3 Key Trends for Retail Supply Chains After COVID-19
The serious impact of the coronavirus on the global economy has opened the eyes of retailers. With many hard and valuable lessons learned in a matter of months, fashion and apparel brands are reevaluating their supply chains to identify ways they can be more resilient, agile and robust, especially as they seek to recover from the worst disaster to affect the industry in decades.
As we look forward to the next few years, what will the supply chain look like? And how can retailers prepare for any future crisis that will shake the industry?
Here are three key trends that are a must for success in a post-COVID world.
1. Changes in Inventory Management
Unsold inventory is typically a retailer’s biggest asset, and the only way to ensure business continuity is to sell it. However, because of store closures and low consumer demand due to shelter-in-place legislation, many apparel retailers experienced a glut of inventory, seemingly overnight. This forced them to liquidate merchandise at a steep loss.
To address this challenge, retailers must turn inventory into cash in the fastest, most profitable manner.

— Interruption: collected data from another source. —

impl ChartState {
    /// Load data for the current controls. In month view with no year picked,
    /// the latest year with data is picked. A store failure is reported on
    /// the returned view, never as an error.
    pub fn load<S: TrackSource + ?Sized>(&mut self, store: &S) -> ChartView {
        let loaded = store.fetch_periods(self.view).and_then(|periods| {
            if self.view == Granularity::Month {
                self.years = available_years(&periods);
                if self.chosen_year.is_none() {
                    self.chosen_year = self.years.last().cloned();
                }
            }
            load_selected_periods(store, self.view, &periods, self.chosen_year.as_deref())
        });

        match loaded {
            Ok(data) => ChartView::build(&data, self.metric, false),
            Err(e) => {
                log::warn!("{e}");
                ChartView::build(&PeriodData::new(), self.metric, true)
            }
        }
    }
}

/// One bar: the raw period key, its display label and value.
#[derive(Debug, Clone, PartialEq)]
pub struct ChartPoint {
    pub period: String,
    pub label: String,
    pub value: f64,
}

/// Everything a chart sink needs to draw one metric.
#[derive(Debug, Clone, PartialEq)]
pub struct ChartView {
    pub metric: Metric,
    pub points: Vec<ChartPoint>,
    pub summary: Option<PeriodSummary>,
    pub summary_display: Option<SummaryDisplay>,
    pub x_title: &'static str,
    pub y_title: &'static str,
    pub color: &'static str,
    pub data_unavailable: bool,
}

impl ChartView {
    pub fn build(period_data: &PeriodData, metric: Metric, data_unavailable: bool) -> Self {
        let series = aggregate(period_data, metric);
        let summary = summarize(&series);
        let summary_display = summary.as_ref().map(|s| SummaryDisplay::new(s, metric));
        let points = series
            .into_iter()
            .map(|p| ChartPoint {
                label: format_period_label(&p.period),
                period: p.period,
                value: p.value,
            })
            .collect();
        Self {
            metric,
            points,
            summary,
            summary_display,
            x_title: "Period",
            y_title: metric.axis_title(),
            color: metric.bar_color(),
            data_unavailable,
        }
    }

    /// Horizontal bar chart, one line per point.
    pub fn render(&self, layout: &ChartLayout) -> Vec<String> {
        let max = self.points.iter().map(|p| p.value).fold(0.0, f64::max);
        self.points
            .iter()
            .map(|p| {
                let label = if layout.compact_labels {
                    compact_label(&p.period)
                } else {
                    p.label.clone()
                };
                let bar = "█".repeat(layout.bar_len(p.value, max));
                let value = format_value(p.value, self.metric);
                format!(
                    "{label:<lw$}  {bar:<bw$}  {value:>vw$}",
                    lw = layout.label_width,
                    bw = layout.bar_width,
                    vw = layout.value_width,
                )
            })
            .collect()
    }
}

#[cfg(test)]
mod tests {
    use super::*;
    use crate::models::SortDirection;
    use crate::store::{MemoryCache, StoreError};
    use std::cell::Cell;

    fn track(song: &str, artist: &str, plays: u64) -> Track {
        Track {
            song: song.into(),
            artist: artist.into(),
            album: "Album".into(),
            play_count: plays,
            skip_count: plays / 3,
            duration: plays as f64 * 180.0,
            ..Track::default()
        }
    }

    fn library(n: u64) -> Vec<Track> {
        (1..=n).map(|i| track(&format!("Song {i}"), "Artist", i)).collect()
    }

    #[test]
    fn test_table_defaults_to_play_count_desc() {
        let table = SongsTable::new(library(25), 10);
        assert_eq!(table.rows().len(), 10);
        assert_eq!(table.rows()[0].play_count, 25);
        assert_eq!(table.total_results(), 25);
        assert_eq!(table.pagination().total_pages(), 3);
        assert!(table.headers()[3].ends_with('↓'));
    }

    #[test]
    fn test_mutators_reset_page() {
        let mut table = SongsTable::new(library(25), 10);
        assert!(table.go_to_page(3));
        table.set_query("song 1");
        assert_eq!(table.pagination().current_page(), 1);
        // "song 1", "song 10".."song 19"
        assert_eq!(table.total_results(), 11);

        table.set_query("");
        table.go_to_page(2);
        table.toggle_sort(TrackField::PlayCount);
        assert_eq!(table.pagination().current_page(), 1);
        assert_eq!(table.sort().direction, SortDirection::Ascending);
        assert_eq!(table.rows()[0].play_count, 1);

        table.go_to_page(2);
        assert!(table.set_page_size(5));
        assert_eq!(table.pagination().current_page(), 1);
        assert_eq!(table.pagination().total_pages(), 5);
    }

    #[test]
    fn test_unoffered_page_size_is_ignored() {
        let mut table = SongsTable::new(library(25), 10);
        assert!(!table.set_page_size(7));
        assert_eq!(table.pagination().page_size(), 10);
    }

    #[test]
    fn test_page_input() {
        let mut table = SongsTable::new(library(25), 10);
        table.set_page_input(" 2abc");
        assert!(table.submit_page_input());
        assert_eq!(table.pagination().current_page(), 2);

        table.set_page_input("nope");
        assert!(!table.submit_page_input());
        table.set_page_input("9");
        assert!(!table.submit_page_input());
        assert_eq!(table.pagination().current_page(), 2);
        assert_eq!(table.page_input(), "9");
    }

    #[test]
    fn test_keys_respect_focus() {
        let mut table = SongsTable::new(library(25), 10);
        assert_eq!(table.handle_key(NavKey::Right, false), KeyOutcome::Moved(2));
        assert_eq!(table.handle_key(NavKey::Right, true), KeyOutcome::Ignored);
        assert_eq!(table.handle_key(NavKey::Escape, true), KeyOutcome::ReleaseFocus);
        assert_eq!(table.pagination().current_page(), 2);
    }

    #[test]
    fn test_empty_library() {
        let table = SongsTable::new(Vec::new(), 10);
        assert!(table.rows().is_empty());
        assert_eq!(table.total_results(), 0);
    }

    #[test]
    fn test_row_cells() {
        let t = Track {
            song: "Long One".into(),
            artist: "A".into(),
            album: "B".into(),
            play_count: 1234,
            skip_count: 2,
            avg_skip_time: 75.0,
            duration: 3725.0,
        };
        assert_eq!(
            row_cells(&t),
            vec!["Long One", "A", "B", "1,234", "2", "1:02:05", "0:01:15"]
        );
    }

    /// In-memory store with a fixed month/year layout.
    struct FixtureStore {
        fail_tracks: Cell<bool>,
        index_fetches: Cell<usize>,
    }

    impl TrackSource for FixtureStore {
        fn fetch_all_tracks(&self) -> store::Result<Vec<Track>> {
            Ok(Vec::new())
        }

        fn fetch_periods(&self, granularity: Granularity) -> store::Result<Vec<String>> {
            self.index_fetches.set(self.index_fetches.get() + 1);
            Ok(match granularity {
                Granularity::Month => vec!["2024-11".into(), "2024-12".into(), "2025-01".into()],
                Granularity::Year => vec!["2024".into(), "2025".into()],
            })
        }

        fn fetch_period_tracks(&self, _g: Granularity, period: &str) -> store::Result<Vec<Track>> {
            if self.fail_tracks.get() {
                return Err(StoreError::Http {
                    url: period.into(),
                    message: "timed out".into(),
                });
            }
            let plays = match period {
                "2024-11" => 10,
                "2024-12" => 30,
                "2025-01" => 20,
                "2024" => 40,
                _ => 20,
            };
            Ok(vec![track("x", "y", plays)])
        }
    }

    fn fixture() -> FixtureStore {
        FixtureStore {
            fail_tracks: Cell::new(false),
            index_fetches: Cell::new(0),
        }
    }

    #[test]
    fn test_load_period_data_selects_year() {
        let data = load_period_data(&fixture(), Granularity::Month, Some("2024")).unwrap();
        assert_eq!(data.keys().collect::<Vec<_>>(), vec!["2024-11", "2024-12"]);

        let none = load_period_data(&fixture(), Granularity::Month, None).unwrap();
        assert!(none.is_empty());

        let years = load_period_data(&fixture(), Granularity::Year, None).unwrap();
        assert_eq!(years.len(), 2);
    }

    #[test]
    fn test_chart_defaults_to_latest_year() {
        let mut state = ChartState::default();
        let view = state.load(&fixture());
        assert_eq!(state.years, vec!["2024", "2025"]);
        assert_eq!(state.chosen_year.as_deref(), Some("2025"));
        assert_eq!(view.points.len(), 1);
        assert_eq!(view.points[0].label, "Jan 2025");
    }

    #[test]
    fn test_month_view_reads_period_index_once() {
        let store = fixture();
        let mut state = ChartState::default();
        state.load(&store);
        assert_eq!(store.index_fetches.get(), 1);

        state.view = Granularity::Year;
        state.load(&store);
        assert_eq!(store.index_fetches.get(), 2);
    }

    #[test]
    fn test_chart_view_summary() {
        let mut state = ChartState {
            chosen_year: Some("2024".into()),
            ..ChartState::default()
        };
        let view = state.load(&fixture());
        let summary = view.summary.unwrap();
        assert_eq!(summary.max_period, "2024-12");
        assert_eq!(summary.total_value, 40.0);
        assert_eq!(view.summary_display.unwrap().peak_period, "Dec 2024");
        assert_eq!(view.y_title, "Total Play Count");
        assert_eq!(view.x_title, "Period");
        assert!(!view.data_unavailable);
    }

    #[test]
    fn test_failed_fetch_yields_empty_chart() {
        let store = fixture();
        store.fail_tracks.set(true);
        let mut state = ChartState {
            view: Granularity::Year,
            metric: Metric::Duration,
            ..ChartState::default()
        };
        let view = state.load(&store);
        assert!(view.data_unavailable);
        assert!(view.points.is_empty());
        assert!(view.summary.is_none());
        assert_eq!(view.y_title, "Total Listening Time (min)");
    }

    #[test]
    fn test_chart_through_cached_store() {
        let cached = store::CachedStore::new(fixture(), MemoryCache::new());
        let mut state = ChartState::default();
        let first = state.load(&cached);
        let second = state.load(&cached);
        assert_eq!(first, second);
    }

    #[test]
    fn test_render_scales_bars() {
        let mut data = PeriodData::new();
        data.insert("2025-01".into(), vec![track("a", "b", 5)]);
        data.insert("2025-02".into(), vec![track("a", "b", 10)]);
        let view = ChartView::build(&data, Metric::Plays, false);

        let layout = ChartLayout::for_viewport(80);
        let lines = view.render(&layout);
        assert_eq!(lines.len(), 2);
        assert!(lines[0].starts_with("Jan 2025"));
        assert!(lines[1].ends_with("10 plays"));
        let full = lines[1].matches('█').count();
        assert_eq!(full, layout.bar_width);
        let half = (layout.bar_width as f64 / 2.0).round() as usize;
        assert_eq!(lines[0].matches('█').count(), half);

        let narrow = view.render(&ChartLayout::for_viewport(45));
        assert!(narrow[0].starts_with("01/25"));
    }
}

Retailers can prepare their supply chains for unexpected circumstances with digital transformation, taking advantage of emerging technologies such as artificial intelligence, blockchain and IoT. Digital transformation will help retailers make and execute decisions much more quickly, based on rapid changes in demand.
2. Investment in Crisis Mitigation
COVID-19 taught retailers that crises happens in ways that they might never expect, exposing supply chains to unimagined vulnerabilities that can develop quickly. How can retailers prepare for the next global supply chain shock? They must invest in the technology and processes needed to be ready for the next crisis.
To mitigate the impact of supply chain disruptions, companies will need a digital supply chain that unifies all the systems, applications, processes and information in the supply chain, connecting all stakeholders on a single digital platform — which makes it an essential platform for managing a supply chain crisis. It can be utilized for demand planning and forecasting, postponement techniques, vendor management and sourcing, omnichannel inventory visibility and much more.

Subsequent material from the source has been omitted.